The plan was, let's go to Ghana, play the big festival we've got booked, and then ride the wave as things are bound to accelerate from there after we are slapped on the back by every major promoter in the world, dine in style with Rita Marley after our set, and travel like African rock stars for the rest of the month. Well, as we're learning all the time here, there is a new plan born every minute, and it's time for a new plan.

So how was our experience at Africa Unite, the huge Bob Marley birthday celebration that was supposed to anchor our West African tour? Think of it as a meal. To make this dish, start with some stock of a festival so disorganized it makes the worst run hippie festival we've encountered back in the States look like a precisely calibrated military hostage rescue mission. Stir in a helping of several promoters booking their own acts without worrying about coordinating the schedule, and make sure to include a packet of the promoter who had 'officially confirmed' us for the Festival several times being the low man on the totem pole in reality. Add a dollop of our own gullibility in wanting to come to Africa so bad we let go of our normal music business skepticism and forgot the part after 'when something sounds too good to be true...'. Finally, sprinkle a medium sized dollop of rasta politics concerning the only white faces waiting around backstage to perform, and you get Aphrodesia waiting around for 7 hours or so in the African heat and leaving without playing a note.

 In a subject for another, MUCH longer journal entry, the ONLY racial tension we have experienced here thus far has been from Jamaican rastas, first at Labadi Beach where several of them loudly confronted us for taking the stage and Peter and Paul for inviting us onstage, and then again at Africa Unite. By contrast, our large and growing circle of African friends hangs around with us all day, and goes with us into town when we have to conduct business so as to "Beat the price down" and "get us African price", among many other things. We are quite certain these people would jump in front of a tank for us if need be- and we would for them without a second thought. And none of us- save for Napoleon and his Showboyz brothers, who are hardly ever around- have known each other for longer than seven days in our lives. They- Sappho, Annis, Francis, Costudia and all the others- were more upset and angry than we were when we were finally told we would not be performing. Which is not to say all the rastas here-who, African or Jamaican, are very different from other Africans- are like that- at Labadi Beach several came up to us with big smiles, hugs and praise after our set, and we met several wonderful rasta people backstage at the festival. But the hostile subtext from some of them is undeniable.
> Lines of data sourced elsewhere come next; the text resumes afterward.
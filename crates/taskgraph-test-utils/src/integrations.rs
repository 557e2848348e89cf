use std::collections::{HashMap, VecDeque};
use std::path::PathBuf;
use std::sync::{Mutex, PoisonError};

use futures::future::BoxFuture;

use taskgraph_core::error::{Result, TaskgraphError};
use taskgraph_core::traits::{FileStore, HttpClient};
use taskgraph_core::types::{HttpRequest, HttpResponse};

/// HTTP client replaying canned responses and recording requests.
///
/// Responses are served in order; the last one repeats. With none
/// configured every call answers `200` with an empty body.
#[derive(Default)]
pub struct MockHttpClient {
    responses: Mutex<VecDeque<HttpResponse>>,
    requests: Mutex<Vec<HttpRequest>>,
}

impl MockHttpClient {
    pub fn new() -> Self {
        Self::default()
    }

    pub fn respond_json(self, status_code: u16, body: serde_json::Value) -> Self {
        self.push(HttpResponse {
            status_code,
            content_type: Some("application/json".into()),
            body: body.to_string(),
        })
    }

    pub fn respond_text(self, status_code: u16, body: &str) -> Self {
        self.push(HttpResponse {
            status_code,
            content_type: Some("text/plain".into()),
            body: body.to_string(),
        })
    }

    fn push(self, response: HttpResponse) -> Self {
        self.responses
            .lock()
            .unwrap_or_else(PoisonError::into_inner)
            .push_back(response);
        self
    }

    /// Requests received so far.
    pub fn requests(&self) -> Vec<HttpRequest> {
        self.requests
            .lock()
            .unwrap_or_else(PoisonError::into_inner)
            .clone()
    }

    fn next_response(&self) -> HttpResponse {
        let mut responses = self.responses.lock().unwrap_or_else(PoisonError::into_inner);
        if responses.len() > 1 {
            if let Some(response) = responses.pop_front() {
                return response;
            }
        }
        responses.front().cloned().unwrap_or(HttpResponse {
            status_code: 200,
            content_type: None,
            body: String::new(),
        })
    }
}

impl HttpClient for MockHttpClient {
    fn call(&self, request: HttpRequest) -> BoxFuture<'_, Result<HttpResponse>> {
        Box::pin(async move {
            self.requests
                .lock()
                .unwrap_or_else(PoisonError::into_inner)
                .push(request);
            Ok(self.next_response())
        })
    }
}

/// In-memory `FileStore` keyed by the resolved path.
#[derive(Default)]
pub struct MemoryFileStore {
    files: Mutex<HashMap<PathBuf, String>>,
}

impl MemoryFileStore {
    pub fn new() -> Self {
        Self::default()
    }

    pub fn with_file(self, path: &str, content: &str) -> Self {
        self.insert(path, content);
        self
    }

    pub fn insert(&self, path: &str, content: &str) {
        self.files
            .lock()
            .unwrap_or_else(PoisonError::into_inner)
            .insert(PathBuf::from(path), content.to_string());
    }

    pub fn get(&self, path: &str) -> Option<String> {
        self.files
            .lock()
            .unwrap_or_else(PoisonError::into_inner)
            .get(&PathBuf::from(path))
            .cloned()
    }
}

impl FileStore for MemoryFileStore {
    fn read(&self, path: PathBuf) -> BoxFuture<'_, Result<String>> {
        Box::pin(async move {
            self.files
                .lock()
                .unwrap_or_else(PoisonError::into_inner)
                .get(&path)
                .cloned()
                .ok_or_else(|| TaskgraphError::IntegrationFailure {
                    integration: "file".into(),
                    message: format!("{}: not found", path.display()),
                })
        })
    }

    fn write(&self, path: PathBuf, content: String) -> BoxFuture<'_, Result<usize>> {
        Box::pin(async move {
            let written = content.len();
            self.files
                .lock()
                .unwrap_or_else(PoisonError::into_inner)
                .insert(path, content);
            Ok(written)
        })
    }

    fn append(&self, path: PathBuf, content: String) -> BoxFuture<'_, Result<usize>> {
        Box::pin(async move {
            let written = content.len();
            self.files
                .lock()
                .unwrap_or_else(PoisonError::into_inner)
                .entry(path)
                .or_default()
                .push_str(&content);
            Ok(written)
        })
    }
}
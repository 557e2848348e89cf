use std::sync::Arc;

use futures::future::BoxFuture;

use taskgraph_core::error::Result;
use taskgraph_core::traits::{AgentCapability, CapabilityFactory, TeamCapability};
use taskgraph_core::types::{AgentSpec, CapabilityOutput, TeamSpec};
use taskgraph_engine::AgentTeam;

/// Agent that answers with its own task. Used by `run --dry-run`.
pub struct EchoAgent {
    name: String,
}

impl AgentCapability for EchoAgent {
    fn name(&self) -> &str {
        &self.name
    }

    fn run(&self, task: String) -> BoxFuture<'_, Result<CapabilityOutput>> {
        Box::pin(async move { Ok(CapabilityOutput::new(format!("[{}] {}", self.name, task))) })
    }
}

pub struct EchoCapabilities;

impl CapabilityFactory for EchoCapabilities {
    fn create_agent(&self, spec: &AgentSpec) -> Result<Arc<dyn AgentCapability>> {
        Ok(Arc::new(EchoAgent {
            name: spec.name.clone(),
        }))
    }

    fn create_team(&self, spec: &TeamSpec) -> Result<Arc<dyn TeamCapability>> {
        Ok(Arc::new(AgentTeam::build(spec, self)?))
    }
}
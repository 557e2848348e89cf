mod dry_run;
mod llm;

use std::collections::HashMap;
use std::path::{Path, PathBuf};
use std::sync::Arc;

use clap::{CommandFactory, Parser, Subcommand};
use tracing::{info, warn};
use tracing_subscriber::EnvFilter;

use taskgraph_core::config::AppConfig;
use taskgraph_core::event::EventBus;
use taskgraph_core::traits::CapabilityFactory;
use taskgraph_core::types::{WorkflowEvent, WorkflowStatus};
use taskgraph_engine::{WorkflowDefinition, WorkflowRunner};
use taskgraph_integrations::Integrations;

use crate::dry_run::EchoCapabilities;
use crate::llm::ModelCapabilities;

#[derive(Parser)]
#[command(name = "taskgraph", version, about = "Run declarative agent workflow graphs")]
struct Cli {
    /// Path to config file
    #[arg(short, long, default_value = "taskgraph.toml")]
    config: PathBuf,

    #[command(subcommand)]
    command: Commands,
}

#[derive(Subcommand)]
enum Commands {
    /// Run a workflow and print its summary
    Run {
        /// Workflow definition (.json or .toml)
        workflow: PathBuf,
        /// Initial parameter as key=value (value parsed as JSON when possible)
        #[arg(short, long = "param", value_name = "KEY=VALUE")]
        params: Vec<String>,
        /// Use echo agents instead of the configured model
        #[arg(long)]
        dry_run: bool,
    },
    /// Check a workflow definition without running it
    Validate {
        /// Workflow definition (.json or .toml)
        workflow: PathBuf,
    },
    /// Show current configuration
    Config,
    /// Generate shell completions
    Completions {
        /// Shell to generate completions for
        #[arg(value_enum)]
        shell: clap_complete::Shell,
    },
}

#[tokio::main]
async fn main() -> anyhow::Result<()> {
    tracing_subscriber::fmt()
        .with_env_filter(
            EnvFilter::try_from_default_env()
                .unwrap_or_else(|_| EnvFilter::new("taskgraph=info,warn")),
        )
        .with_target(false)
        .with_writer(std::io::stderr)
        .init();

    let cli = Cli::parse();

    // Handle completions before config loading
    if let Commands::Completions { shell } = &cli.command {
        let mut cmd = Cli::command();
        clap_complete::generate(*shell, &mut cmd, "taskgraph", &mut std::io::stdout());
        return Ok(());
    }

    let config = load_config(&cli.config)?;

    match cli.command {
        Commands::Config => {
            println!("{}", toml::to_string_pretty(&config)?);
        }
        Commands::Validate { workflow } => {
            validate(&workflow)?;
        }
        Commands::Run {
            workflow,
            params,
            dry_run,
        } => {
            let status = run(&config, &workflow, &params, dry_run).await?;
            if status != WorkflowStatus::Completed {
                std::process::exit(1);
            }
        }
        Commands::Completions { .. } => unreachable!("handled before config load"),
    }

    Ok(())
}

fn load_config(path: &Path) -> anyhow::Result<AppConfig> {
    if path.exists() {
        info!(path = %path.display(), "Loading config");
        Ok(AppConfig::load(path)?)
    } else {
        info!(path = %path.display(), "No config file found, using defaults");
        Ok(AppConfig::default())
    }
}

fn validate(path: &Path) -> anyhow::Result<()> {
    let definition = WorkflowDefinition::load(path)?;
    println!(
        "Workflow '{}': {} steps",
        definition.name,
        definition.steps.len()
    );

    let unknown = definition.unknown_references();
    for (step, next) in &unknown {
        println!("  warning: step '{}' links to unknown step '{}'", step, next);
    }
    let unreachable = definition.unreachable_steps();
    for step in &unreachable {
        println!("  warning: step '{}' is unreachable from the entry step", step);
    }
    if unknown.is_empty() && unreachable.is_empty() {
        println!("  ok");
    }
    Ok(())
}

async fn run(
    config: &AppConfig,
    path: &Path,
    params: &[String],
    dry_run: bool,
) -> anyhow::Result<WorkflowStatus> {
    let mut definition = WorkflowDefinition::load(path)?;
    let params = parse_params(params)?;

    let factory: Arc<dyn CapabilityFactory> = if dry_run {
        Arc::new(EchoCapabilities)
    } else {
        match &config.model {
            Some(model) => Arc::new(ModelCapabilities::new(model.clone())?),
            None => anyhow::bail!("No [model] section in config; add one or pass --dry-run"),
        }
    };

    // Workflow globals override config globals.
    let mut globals = config.globals.clone();
    globals.extend(std::mem::take(&mut definition.globals));
    globals
        .entry("working_dir".to_string())
        .or_insert_with(|| serde_json::Value::String(config.working_dir().display().to_string()));
    definition.globals = globals;

    let integrations = Integrations::with_builtins(&config.http, config.working_dir())?;
    let event_bus = Arc::new(EventBus::new(config.engine.event_capacity));
    let mut runner = WorkflowRunner::new(definition, factory, integrations)?
        .with_event_bus(event_bus.clone())
        .with_summary_max_chars(config.engine.summary_max_chars);

    let mut rx = event_bus.subscribe();
    let printer = tokio::spawn(async move {
        while let Ok(event) = rx.recv().await {
            match event {
                WorkflowEvent::StepStarted {
                    step_id, step_type, ..
                } => eprintln!("[step: {} ({})]", step_id, step_type),
                WorkflowEvent::StepSkipped { step_id, .. } => {
                    eprintln!("[skipped: {}]", step_id)
                }
                WorkflowEvent::StepFailed {
                    step_id,
                    error,
                    continued,
                    ..
                } => {
                    let suffix = if continued { " (continuing)" } else { "" };
                    eprintln!("[failed: {}{}] {}", step_id, suffix, error);
                }
                WorkflowEvent::RunCompleted { .. }
                | WorkflowEvent::RunFailed { .. }
                | WorkflowEvent::RunCancelled { .. } => break,
                _ => {}
            }
        }
    });

    let handle = runner.handle();
    tokio::spawn(async move {
        if tokio::signal::ctrl_c().await.is_ok() {
            warn!("Interrupt received, cancelling after the current step");
            handle.cancel().ok();
        }
    });

    let output = runner.run(params).await;
    printer.await.ok();
    println!("{}", output);

    Ok(runner.status().status)
}

/// Parse `key=value` pairs. Values that parse as JSON keep their type,
/// anything else becomes a string.
fn parse_params(params: &[String]) -> anyhow::Result<HashMap<String, serde_json::Value>> {
    params
        .iter()
        .map(|param| {
            let (key, value) = param.split_once('=').ok_or_else(|| {
                anyhow::anyhow!("Invalid parameter '{}', expected KEY=VALUE", param)
            })?;
            let value = serde_json::from_str(value)
                .unwrap_or_else(|_| serde_json::Value::String(value.to_string()));
            Ok((key.trim().to_string(), value))
        })
        .collect()
}
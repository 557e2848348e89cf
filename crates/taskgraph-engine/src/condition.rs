use std::collections::HashMap;

use serde::{Deserialize, Serialize};
use serde_json::Value;

use taskgraph_core::error::{Result, TaskgraphError};

/// Flat field → value view used for condition evaluation.
pub type Context = HashMap<String, Value>;

/// Comparison performed by a condition.
#[derive(Debug, Clone, Copy, PartialEq, Eq, Serialize, Deserialize)]
#[serde(rename_all = "snake_case")]
pub enum ConditionKind {
    Equals,
    NotEquals,
    Contains,
    NotContains,
    GreaterThan,
    LessThan,
    Exists,
}

/// How a condition's result short-circuits the list it belongs to.
#[derive(Debug, Clone, Copy, Default, PartialEq, Eq, Serialize, Deserialize)]
#[serde(rename_all = "lowercase")]
pub enum LogicalOperator {
    /// A false result ends evaluation with `false`.
    #[default]
    And,
    /// A true result ends evaluation with `true`.
    Or,
}

/// A single field/operator/value predicate.
#[derive(Debug, Clone, PartialEq, Serialize, Deserialize)]
pub struct Condition {
    #[serde(rename = "type", alias = "kind")]
    pub kind: ConditionKind,
    pub field: String,
    #[serde(default)]
    pub value: Value,
    #[serde(default)]
    pub operator: LogicalOperator,
}

impl Condition {
    pub fn new(kind: ConditionKind, field: impl Into<String>, value: Value) -> Self {
        Self {
            kind,
            field: field.into(),
            value,
            operator: LogicalOperator::And,
        }
    }

    pub fn equals(field: impl Into<String>, value: Value) -> Self {
        Self::new(ConditionKind::Equals, field, value)
    }

    pub fn not_equals(field: impl Into<String>, value: Value) -> Self {
        Self::new(ConditionKind::NotEquals, field, value)
    }

    pub fn contains(field: impl Into<String>, value: impl Into<String>) -> Self {
        Self::new(ConditionKind::Contains, field, Value::String(value.into()))
    }

    pub fn not_contains(field: impl Into<String>, value: impl Into<String>) -> Self {
        Self::new(ConditionKind::NotContains, field, Value::String(value.into()))
    }

    pub fn greater_than(field: impl Into<String>, value: Value) -> Self {
        Self::new(ConditionKind::GreaterThan, field, value)
    }

    pub fn less_than(field: impl Into<String>, value: Value) -> Self {
        Self::new(ConditionKind::LessThan, field, value)
    }

    pub fn exists(field: impl Into<String>) -> Self {
        Self::new(ConditionKind::Exists, field, Value::Null)
    }

    /// Switch this condition to `Or` short-circuiting.
    pub fn or(mut self) -> Self {
        self.operator = LogicalOperator::Or;
        self
    }

    /// Evaluate this condition alone. `None` means the field is absent.
    pub fn check(&self, context: &Context) -> Result<Option<bool>> {
        let Some(actual) = lookup(context, &self.field) else {
            return Ok(None);
        };

        let result = match self.kind {
            ConditionKind::Equals => values_equal(actual, &self.value),
            ConditionKind::NotEquals => !values_equal(actual, &self.value),
            ConditionKind::Contains => render(actual).contains(render(&self.value).as_str()),
            ConditionKind::NotContains => !render(actual).contains(render(&self.value).as_str()),
            ConditionKind::GreaterThan => {
                coerce(&self.field, actual)? > coerce(&self.field, &self.value)?
            }
            ConditionKind::LessThan => {
                coerce(&self.field, actual)? < coerce(&self.field, &self.value)?
            }
            ConditionKind::Exists => !actual.is_null(),
        };
        Ok(Some(result))
    }
}

/// Evaluate an ordered condition list against a context.
///
/// This is an asymmetric short-circuit, not a boolean expression:
/// - an empty list is `true`
/// - a field missing from the context makes the whole list `false`,
///   whatever its operator and whatever follows
/// - `And` returns `false` on the first false result
/// - `Or` returns `true` on the first true result
/// - anything that falls through is `true`
pub fn evaluate(conditions: &[Condition], context: &Context) -> Result<bool> {
    for condition in conditions {
        let Some(result) = condition.check(context)? else {
            return Ok(false);
        };

        match condition.operator {
            LogicalOperator::And if !result => return Ok(false),
            LogicalOperator::Or if result => return Ok(true),
            _ => {}
        }
    }
    Ok(true)
}

/// Resolve a field by exact key, then as a dotted path into nested objects.
fn lookup<'a>(context: &'a Context, field: &str) -> Option<&'a Value> {
    if let Some(value) = context.get(field) {
        return Some(value);
    }

    let mut parts = field.split('.');
    let mut current = context.get(parts.next()?)?;
    let mut walked = false;
    for part in parts {
        current = match current {
            Value::Object(map) => map.get(part)?,
            Value::Array(items) => items.get(part.parse::<usize>().ok()?)?,
            _ => return None,
        };
        walked = true;
    }
    walked.then_some(current)
}

/// Deep equality where numbers compare by value, so `5 == 5.0`.
fn values_equal(a: &Value, b: &Value) -> bool {
    match (a, b) {
        (Value::Number(x), Value::Number(y)) => match (x.as_f64(), y.as_f64()) {
            (Some(x), Some(y)) => x == y,
            _ => x == y,
        },
        (Value::Array(xs), Value::Array(ys)) => {
            xs.len() == ys.len() && xs.iter().zip(ys).all(|(x, y)| values_equal(x, y))
        }
        (Value::Object(xs), Value::Object(ys)) => {
            xs.len() == ys.len()
                && xs
                    .iter()
                    .all(|(k, x)| ys.get(k).is_some_and(|y| values_equal(x, y)))
        }
        _ => a == b,
    }
}

/// String form used by `contains`: strings raw, everything else as JSON.
fn render(value: &Value) -> String {
    match value {
        Value::String(s) => s.clone(),
        other => other.to_string(),
    }
}

fn coerce(field: &str, value: &Value) -> Result<f64> {
    let number = match value {
        Value::Number(n) => n.as_f64(),
        Value::String(s) => s.trim().parse::<f64>().ok(),
        _ => None,
    };
    number.ok_or_else(|| TaskgraphError::CoercionFailure {
        field: field.to_string(),
        message: format!("{} is not a number", value),
    })
}
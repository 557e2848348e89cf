use std::collections::{HashMap, HashSet};
use std::sync::atomic::{AtomicUsize, Ordering};
use std::sync::{Arc, Mutex, PoisonError};
use std::time::Duration;

use futures::future::BoxFuture;

use taskgraph_core::error::{Result, TaskgraphError};
use taskgraph_core::traits::{AgentCapability, CapabilityFactory, TeamCapability};
use taskgraph_core::types::{AgentSpec, CapabilityOutput, TeamMode, TeamSpec};

/// What a mock agent or team does when run.
#[derive(Debug, Clone)]
enum Behavior {
    Respond(String),
    Fail(String),
}

#[derive(Default)]
struct Shared {
    behaviors: Mutex<HashMap<String, Behavior>>,
    delays: Mutex<HashMap<String, Duration>>,
    rejected: Mutex<HashSet<String>>,
    calls: Mutex<Vec<(String, String)>>,
    agents_created: AtomicUsize,
    teams_created: AtomicUsize,
}

impl Shared {
    async fn run(&self, name: &str, task: String) -> Result<CapabilityOutput> {
        self.calls
            .lock()
            .unwrap_or_else(PoisonError::into_inner)
            .push((name.to_string(), task.clone()));

        let delay = self
            .delays
            .lock()
            .unwrap_or_else(PoisonError::into_inner)
            .get(name)
            .copied();
        if let Some(delay) = delay {
            tokio::time::sleep(delay).await;
        }

        let behavior = self
            .behaviors
            .lock()
            .unwrap_or_else(PoisonError::into_inner)
            .get(name)
            .cloned();
        match behavior {
            Some(Behavior::Respond(content)) => Ok(CapabilityOutput::new(content)),
            Some(Behavior::Fail(message)) => Err(TaskgraphError::Capability {
                name: name.to_string(),
                message,
            }),
            None => Ok(CapabilityOutput::new(format!("[{}] {}", name, task))),
        }
    }
}

/// Capability factory producing scripted agents and teams.
///
/// Behaviour is keyed by agent or team name. Unscripted names echo their
/// task back as `"[name] task"`.
#[derive(Clone, Default)]
pub struct MockCapabilities {
    shared: Arc<Shared>,
}

impl MockCapabilities {
    pub fn new() -> Self {
        Self::default()
    }

    /// Make `name` return `content`.
    pub fn respond(self, name: &str, content: &str) -> Self {
        self.set(name, Behavior::Respond(content.to_string()));
        self
    }

    /// Make `name` fail with `message`.
    pub fn fail(self, name: &str, message: &str) -> Self {
        self.set(name, Behavior::Fail(message.to_string()));
        self
    }

    /// Make `name` sleep before answering.
    pub fn delay(self, name: &str, delay: Duration) -> Self {
        self.shared
            .delays
            .lock()
            .unwrap_or_else(PoisonError::into_inner)
            .insert(name.to_string(), delay);
        self
    }

    /// Make the factory refuse to create an agent called `name`.
    pub fn reject_agent(self, name: &str) -> Self {
        self.shared
            .rejected
            .lock()
            .unwrap_or_else(PoisonError::into_inner)
            .insert(name.to_string());
        self
    }

    fn set(&self, name: &str, behavior: Behavior) {
        self.shared
            .behaviors
            .lock()
            .unwrap_or_else(PoisonError::into_inner)
            .insert(name.to_string(), behavior);
    }

    /// Every `(name, task)` pair run so far, in call order.
    pub fn calls(&self) -> Vec<(String, String)> {
        self.shared
            .calls
            .lock()
            .unwrap_or_else(PoisonError::into_inner)
            .clone()
    }

    /// Tasks received by `name`, in call order.
    pub fn calls_for(&self, name: &str) -> Vec<String> {
        self.calls()
            .into_iter()
            .filter(|(n, _)| n == name)
            .map(|(_, task)| task)
            .collect()
    }

    /// Names in the order they were first run.
    pub fn call_order(&self) -> Vec<String> {
        let mut order: Vec<String> = Vec::new();
        for (name, _) in self.calls() {
            if !order.contains(&name) {
                order.push(name);
            }
        }
        order
    }

    pub fn agents_created(&self) -> usize {
        self.shared.agents_created.load(Ordering::SeqCst)
    }

    pub fn teams_created(&self) -> usize {
        self.shared.teams_created.load(Ordering::SeqCst)
    }
}

impl CapabilityFactory for MockCapabilities {
    fn create_agent(&self, spec: &AgentSpec) -> Result<Arc<dyn AgentCapability>> {
        let rejected = self
            .shared
            .rejected
            .lock()
            .unwrap_or_else(PoisonError::into_inner)
            .contains(&spec.name);
        if rejected {
            return Err(TaskgraphError::Capability {
                name: spec.name.clone(),
                message: "rejected by mock factory".into(),
            });
        }

        self.shared.agents_created.fetch_add(1, Ordering::SeqCst);
        Ok(Arc::new(MockAgent {
            name: spec.name.clone(),
            shared: self.shared.clone(),
        }))
    }

    fn create_team(&self, spec: &TeamSpec) -> Result<Arc<dyn TeamCapability>> {
        self.shared.teams_created.fetch_add(1, Ordering::SeqCst);
        Ok(Arc::new(MockTeam {
            name: spec.name.clone(),
            mode: spec.mode,
            shared: self.shared.clone(),
        }))
    }
}

/// Agent created by `MockCapabilities`.
pub struct MockAgent {
    name: String,
    shared: Arc<Shared>,
}

impl AgentCapability for MockAgent {
    fn name(&self) -> &str {
        &self.name
    }

    fn run(&self, task: String) -> BoxFuture<'_, Result<CapabilityOutput>> {
        Box::pin(self.shared.run(&self.name, task))
    }
}

/// Team created by `MockCapabilities`; behaves as a single scripted unit.
pub struct MockTeam {
    name: String,
    mode: TeamMode,
    shared: Arc<Shared>,
}

impl TeamCapability for MockTeam {
    fn name(&self) -> &str {
        &self.name
    }

    fn mode(&self) -> TeamMode {
        self.mode
    }

    fn run(&self, task: String) -> BoxFuture<'_, Result<CapabilityOutput>> {
        Box::pin(self.shared.run(&self.name, task))
    }
}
Still, it is a measure of how well things are going for us here that the experience of sitting around all day and not performing was not the crushing heartbreak it might have been. We are disappointed and pissed off, yes, but we are in fact more annoyed at being told to wait all day rather than just told no right away, and we are more than a little amused at the level of disorganization at a festival featuring such major international acts as Damien Marley, Steel Pulse, Culture, and the rest of the Marley clan (an hour and a half after the scheduled starting time for the first act, the crew is still plugging in monitors and affixing red, green and gold balloons to the front of the stage). But the fact is we have already played for more people than turn out to the festival anyway- at the Art Center on Friday with the Showboyz and Kusun, at Labadi Beach, at La Pirogue Restaurant on Saturday, and especially on Metro TV on Thursday morning, for which we are all constantly being recognized every time we go out and walk around. Our experience has turned out to be completely different than we might have expected, but all of us knew that would be the case anyway. And so at Africa Unite we shrug, put our instruments away, and go buy beers for a dollar and listen to Steel Pulse. The heart palpitations can wait.

SPEAKING AFRICAN

In America, if you are white and talk black you are a jerk, and probably a racist who insults the intelligence of black people with your failed attempt hip ghetto solidarity (unless you're Eminem). Here, you are communicating more effectively. It's called Pidgen English, and it works. For example, if you need to find an Internet Cafe and you say to someone on the street "Excuse me, do you know where I can get online and check my email?", you will likely experience a minute or so of wild gesticulating before the person tells you something you only partly understand. If, on the other hand, you say "I need Internet! Email! Do you know where is this?", the same person will likely immediately say something like "Ah! You take Tro, there, you tell the mate first junction, there, second floor, you see. You understand?" Which means, pack into the minibus (tro tro) with everyone else, tell the money taker guy First Junction stop so he lets you know when you get there, once you're there you'll see an Internet place up on the second floor, where you can post an update on your Internet site for all your American friends to read who will think you're being alternately condescending, a braggart and showoff, completly off base about everything based on their experiences of Africa, or that you are providing the most interesting insights they've ever read. You understand?

AFRICAN CELL PHONES

Buying a cell phone plan- with monthly minutes and nights and weeekend cheaper and etc.- is an idea that may as well be from the moon over here (as one woman put it when we told her about 'nights and weekends'- "Oh, nobody in Africa would call all day during the week then"). It is one of the trillions of ironies of a place as desperately poor as this one that just about everyone here has a cell phone. Of course, these phones rarely work, because everyone buys units for them when they can afford them, which is rarely- at least with anyone we seem to know. The other problem is that everyone's phone is constantly running out of batteries, because charging it requires steady electricity and in our case it would require plugging it into the one outlet in our rooms overnight, which would mean unplugging the fan and trying to sleep, which is NOT an option. To combat this, everyone we know is an expert at taking a cell phone apart, removing the chip inside, and installing it in someone else's phone who has more batteries, units, etc. Before I got here I had never seen this done, and yet here it's routine. An example perhaps, of some pretty ingenius creativity in the face of seemingly insurmountable obstacles. Or maybe the whole thing is just one more frustrating example of a system that doesn't work in a country where everything seems to be broken or out of service all the time. Take your pick, and depending on th hour of the day and if we can figure out whose chip is in whose phone calling which phone number, we will agree with you either way.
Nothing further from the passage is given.